**PROBLEM TO WORK ON:** Reproduce all records exactly.

RECORDS FOR THIS TASK Start Marker

//! Application context for CLI command execution.
//!
//! [`App`] finds the workspace, reads its configuration and loads every
//! component graph into a [`Catalog`] that commands query.
//!
//! # Example
//!
//! ```no_run
//! use tangle::app::App;
//! use std::path::Path;
//!
//! #[tokio::main(flavor = "current_thread")]
//! async fn main() -> anyhow::Result<()> {
//!     let app = App::from_directory(Path::new("."), None).await?;
//!     println!("{} graphs loaded", app.catalog().graphs().len());
//!     Ok(())
//! }
//! ```

use crate::catalog::Catalog;
use crate::config::{CONFIG_FILE_NAME, TANGLE_DIR_NAME, TangleConfig, find_tangle_root};
use crate::error::{ConfigError, Result};
use crate::loader::{LoadWarning, source_for};
use std::path::{Path, PathBuf};

/// Application context for CLI operations.
#[derive(Debug)]
pub struct App {
    catalog: Catalog,
    graphs_path: PathBuf,
    warnings: Vec<(String, LoadWarning)>,
}

impl App {
    /// Create an App from the workspace containing `working_dir`.
    ///
    /// `graphs_override` replaces the configured graphs location. When it is
    /// given, a workspace is optional: default engine settings are used if
    /// none is found.
    ///
    /// # Errors
    ///
    /// Returns an error if:
    /// - No workspace is found and no override was given
    /// - Configuration cannot be loaded
    /// - The graphs cannot be loaded
    pub async fn from_directory(working_dir: &Path, graphs_override: Option<&Path>) -> Result<Self> {
        let root = find_tangle_root(working_dir);

        let config = match &root {
            Some(root) => {
                TangleConfig::load(&root.join(TANGLE_DIR_NAME).join(CONFIG_FILE_NAME)).await?
            }
            None if graphs_override.is_some() => TangleConfig::default(),
            None => return Err(ConfigError::NotInitialized.into()),
        };

        let graphs_path = match (graphs_override, &root) {
            (Some(path), _) => working_dir.join(path),
            (None, Some(root)) => config.graphs_path(root),
            (None, None) => return Err(ConfigError::NotInitialized.into()),
        };

        let source = source_for(&graphs_path);
        let loaded = source.load().await?;
        for (graph, warning) in &loaded.warnings {
            tracing::warn!(graph = %graph, "{warning}");
        }
        tracing::debug!(
            location = %source.location().display(),
            graphs = loaded.graphs.len(),
            "Loaded graphs"
        );

        Ok(Self {
            catalog: Catalog::new(loaded.graphs).with_config(config.engine),
            graphs_path,
            warnings: loaded.warnings,
        })
    }

    /// Override the per-query timeout.
    #[must_use]
    pub fn with_timeout_ms(mut self, timeout_ms: Option<u64>) -> Self {
        if timeout_ms.is_some() {
            let mut config = self.catalog.config().clone();
            config.timeout_ms = timeout_ms;
            self.catalog = self.catalog.with_config(config);
        }
        self
    }

    /// The loaded graphs.
    pub fn catalog(&self) -> &Catalog {
        &self.catalog
    }

    /// Where the graphs were loaded from.
    pub fn graphs_path(&self) -> &Path {
        &self.graphs_path
    }

    /// Warnings raised while loading, per graph name.
    pub fn warnings(&self) -> &[(String, LoadWarning)] {
        &self.warnings
    }
}

#[cfg(test)]
mod tests {
    use super::*;
    use crate::commands::init;
    use tempfile::TempDir;

    #[tokio::test]
    async fn test_app_from_initialized_directory() {
        let temp_dir = TempDir::new().unwrap();
        init::init(temp_dir.path(), true).await.unwrap();

        let app = App::from_directory(temp_dir.path(), None).await.unwrap();

        assert_eq!(app.catalog().graphs().len(), 1);
        assert!(app.graphs_path().ends_with(".tangle/graphs"));
        assert!(app.warnings().is_empty());
    }

    #[tokio::test]
    async fn test_app_from_subdirectory() {
        let temp_dir = TempDir::new().unwrap();
        init::init(temp_dir.path(), true).await.unwrap();

        let sub_dir = temp_dir.path().join("src").join("main");
        std::fs::create_dir_all(&sub_dir).unwrap();

        let app = App::from_directory(&sub_dir, None).await.unwrap();
        assert_eq!(app.catalog().graphs()[0].name, "beach");
    }

    #[tokio::test]
    async fn test_app_from_uninitialized_directory() {
        let temp_dir = TempDir::new().unwrap();

        let err = App::from_directory(temp_dir.path(), None).await.unwrap_err();
        assert!(err.to_string().contains("Not a tangle workspace"));
    }

    #[tokio::test]
    async fn test_graphs_override_without_workspace() {
        let temp_dir = TempDir::new().unwrap();
        let file = temp_dir.path().join("cats.jsonl");
        std::fs::write(&file, "{\"key\": \"A\", \"dependencies\": [\"B\"]}\nbroken\n").unwrap();

        let app = App::from_directory(temp_dir.path(), Some(Path::new("cats.jsonl")))
            .await
            .unwrap()
            .with_timeout_ms(Some(1000));

        assert_eq!(app.catalog().graphs()[0].name, "cats");
        assert_eq!(app.catalog().config().timeout_ms, Some(1000));
        assert_eq!(app.warnings().len(), 1);
    }

    #[tokio::test]
    async fn test_empty_graphs_directory() {
        let temp_dir = TempDir::new().unwrap();
        init::init(temp_dir.path(), false).await.unwrap();

        let err = App::from_directory(temp_dir.path(), None).await.unwrap_err();
        assert!(err.to_string().contains("no graph files"));
    }
}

RECORDS FOR THIS TASK End Marker

**ANSWER TO THIS PROBLEM:**
//! Application context for CLI command execution.
//!
//! [`App`] finds the workspace, reads its configuration and loads every
//! component graph into a [`Catalog`] that commands query.
//!
//! # Example
//!
//! ```no_run
//! use tangle::app::App;
//! use std::path::Path;
//!
//! #[tokio::main(flavor = "current_thread")]
//! async fn main() -> anyhow::Result<()> {
//!     let app = App::from_directory(Path::new("."), None).await?;
//!     println!("{} graphs loaded", app.catalog().graphs().len());
//!     Ok(())
//! }
//! ```

use crate::catalog::Catalog;
use crate::config::{CONFIG_FILE_NAME, TANGLE_DIR_NAME, TangleConfig, find_tangle_root};
use crate::error::{ConfigError, Result};
use crate::loader::{LoadWarning, source_for};
use std::path::{Path, PathBuf};

/// Application context for CLI operations.
#[derive(Debug)]
pub struct App {
    catalog: Catalog,
    graphs_path: PathBuf,
    warnings: Vec<(String, LoadWarning)>,
}

impl App {
    /// Create an App from the workspace containing `working_dir`.
    ///
    /// `graphs_override` replaces the configured graphs location. When it is
    /// given, a workspace is optional: default engine settings are used if
    /// none is found.
    ///
    /// # Errors
    ///
    /// Returns an error if:
    /// - No workspace is found and no override was given
    /// - Configuration cannot be loaded
    /// - The graphs cannot be loaded
    pub async fn from_directory(working_dir: &Path, graphs_override: Option<&Path>) -> Result<Self> {
        let root = find_tangle_root(working_dir);

        let config = match &root {
            Some(root) => {
                TangleConfig::load(&root.join(TANGLE_DIR_NAME).join(CONFIG_FILE_NAME)).await?
            }
            None if graphs_override.is_some() => TangleConfig::default(),
            None => return Err(ConfigError::NotInitialized.into()),
        };

        let graphs_path = match (graphs_override, &root) {
            (Some(path), _) => working_dir.join(path),
            (None, Some(root)) => config.graphs_path(root),
            (None, None) => return Err(ConfigError::NotInitialized.into()),
        };

        let source = source_for(&graphs_path);
        let loaded = source.load().await?;
        for (graph, warning) in &loaded.warnings {
            tracing::warn!(graph = %graph, "{warning}");
        }
        tracing::debug!(
            location = %source.location().display(),
            graphs = loaded.graphs.len(),
            "Loaded graphs"
        );

        Ok(Self {
            catalog: Catalog::new(loaded.graphs).with_config(config.engine),
            graphs_path,
            warnings: loaded.warnings,
        })
    }

    /// Override the per-query timeout.
    #[must_use]
    pub fn with_timeout_ms(mut self, timeout_ms: Option<u64>) -> Self {
        if timeout_ms.is_some() {
            let mut config = self.catalog.config().clone();
            config.timeout_ms = timeout_ms;
            self.catalog = self.catalog.with_config(config);
        }
        self
    }

    /// The loaded graphs.
    pub fn catalog(&self) -> &Catalog {
        &self.catalog
    }

    /// Where the graphs were loaded from.
    pub fn graphs_path(&self) -> &Path {
        &self.graphs_path
    }

    /// Warnings raised while loading, per graph name.
    pub fn warnings(&self) -> &[(String, LoadWarning)] {
        &self.warnings
    }
}

#[cfg(test)]
mod tests {
    use super::*;
    use crate::commands::init;
    use tempfile::TempDir;

    #[tokio::test]
    async fn test_app_from_initialized_directory() {
        let temp_dir = TempDir::new().unwrap();
        init::init(temp_dir.path(), true).await.unwrap();

        let app = App::from_directory(temp_dir.path(), None).await.unwrap();

        assert_eq!(app.catalog().graphs().len(), 1);
        assert!(app.graphs_path().ends_with(".tangle/graphs"));
        assert!(app.warnings().is_empty());
    }

    #[tokio::test]
    async fn test_app_from_subdirectory() {
        let temp_dir = TempDir::new().unwrap();
        init::init(temp_dir.path(), true).await.unwrap();

        let sub_dir = temp_dir.path().join("src").join("main");
        std::fs::create_dir_all(&sub_dir).unwrap();

        let app = App::from_directory(&sub_dir, None).await.unwrap();
        assert_eq!(app.catalog().graphs()[0].name, "beach");
    }

    #[tokio::test]
    async fn test_app_from_uninitialized_directory() {
        let temp_dir = TempDir::new().unwrap();

        let err = App::from_directory(temp_dir.path(), None).await.unwrap_err();
        assert!(err.to_string().contains("Not a tangle workspace"));
    }

    #[tokio::test]
    async fn test_graphs_override_without_workspace() {
        let temp_dir = TempDir::new().unwrap();
        let file = temp_dir.path().join("cats.jsonl");
        std::fs::write(&file, "{\"key\": \"A\", \"dependencies\": [\"B\"]}\nbroken\n").unwrap();

        let app = App::from_directory(temp_dir.path(), Some(Path::new("cats.jsonl")))
            .await
            .unwrap()
            .with_timeout_ms(Some(1000));

        assert_eq!(app.catalog().graphs()[0].name, "cats");
        assert_eq!(app.catalog().config().timeout_ms, Some(1000));
        assert_eq!(app.warnings().len(), 1);
    }

    #[tokio::test]
    async fn test_empty_graphs_directory() {
        let temp_dir = TempDir::new().unwrap();
        init::init(temp_dir.path(), false).await.unwrap();

        let err = App::from_directory(temp_dir.path(), None).await.unwrap_err();
        assert!(err.to_string().contains("no graph files"));
    }
}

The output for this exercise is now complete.